(DATA SHOWN)

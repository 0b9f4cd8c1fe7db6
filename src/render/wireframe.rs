use crate::{
    assets::raster::Raster,
    foundation::core::{Point, Rgba8},
    mesh::delaunay::Triangle,
    render::composite::blend_max_alpha,
};

/// Edges longer than this are treated as runaway geometry and skipped.
const MAX_LINE_STEPS: f64 = 65_536.0;

/// Stroke every triangle edge of `points`/`triangles` onto `dst` with 1px lines.
pub fn draw_wireframe(dst: &mut Raster, points: &[Point], triangles: &[Triangle], color: Rgba8) {
    for &[a, b, c] in triangles {
        for (i, j) in [(a, b), (b, c), (c, a)] {
            // Each shared edge is drawn once.
            if i > j && shares_edge(triangles, i, j) {
                continue;
            }
            draw_line(dst, points[i], points[j], color);
        }
    }
}

fn shares_edge(triangles: &[Triangle], i: usize, j: usize) -> bool {
    triangles.iter().filter(|t| t.contains(&i) && t.contains(&j)).count() > 1
}

/// DDA line with per-pixel clipping.
fn draw_line(dst: &mut Raster, a: Point, b: Point, color: Rgba8) {
    if !(a.x.is_finite() && a.y.is_finite() && b.x.is_finite() && b.y.is_finite()) {
        return;
    }
    let d = b - a;
    let steps = d.x.abs().max(d.y.abs()).ceil().max(1.0);
    if steps > MAX_LINE_STEPS {
        return;
    }
    let n = steps as u32;
    for s in 0..=n {
        let p = a + d * (f64::from(s) / steps);
        let (x, y) = (p.x.round(), p.y.round());
        if x < 0.0 || y < 0.0 || x >= f64::from(dst.width()) || y >= f64::from(dst.height()) {
            continue;
        }
        let (x, y) = (x as u32, y as u32);
        let px = blend_max_alpha(dst.pixel(x, y).to_array(), color.to_array());
        dst.put_pixel(x, y, Rgba8::from_array(px));
    }
}

#[cfg(test)]
#[path = "../../tests/unit/render/wireframe.rs"]
mod tests;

(End DATA SHOWN)

■ **GOAL OF THE EXERCISE**
Exactly as they appear, write out the lines from the one containing "if x < 0.0 ||" through the final line of the entries above, both included.

■ **EXPECTED ANSWER**
        if x < 0.0 || y < 0.0 || x >= f64::from(dst.width()) || y >= f64::from(dst.height()) {
            continue;
        }
        let (x, y) = (x as u32, y as u32);
        let px = blend_max_alpha(dst.pixel(x, y).to_array(), color.to_array());
        dst.put_pixel(x, y, Rgba8::from_array(px));
    }
}

#[cfg(test)]
#[path = "../../tests/unit/render/wireframe.rs"]
mod tests;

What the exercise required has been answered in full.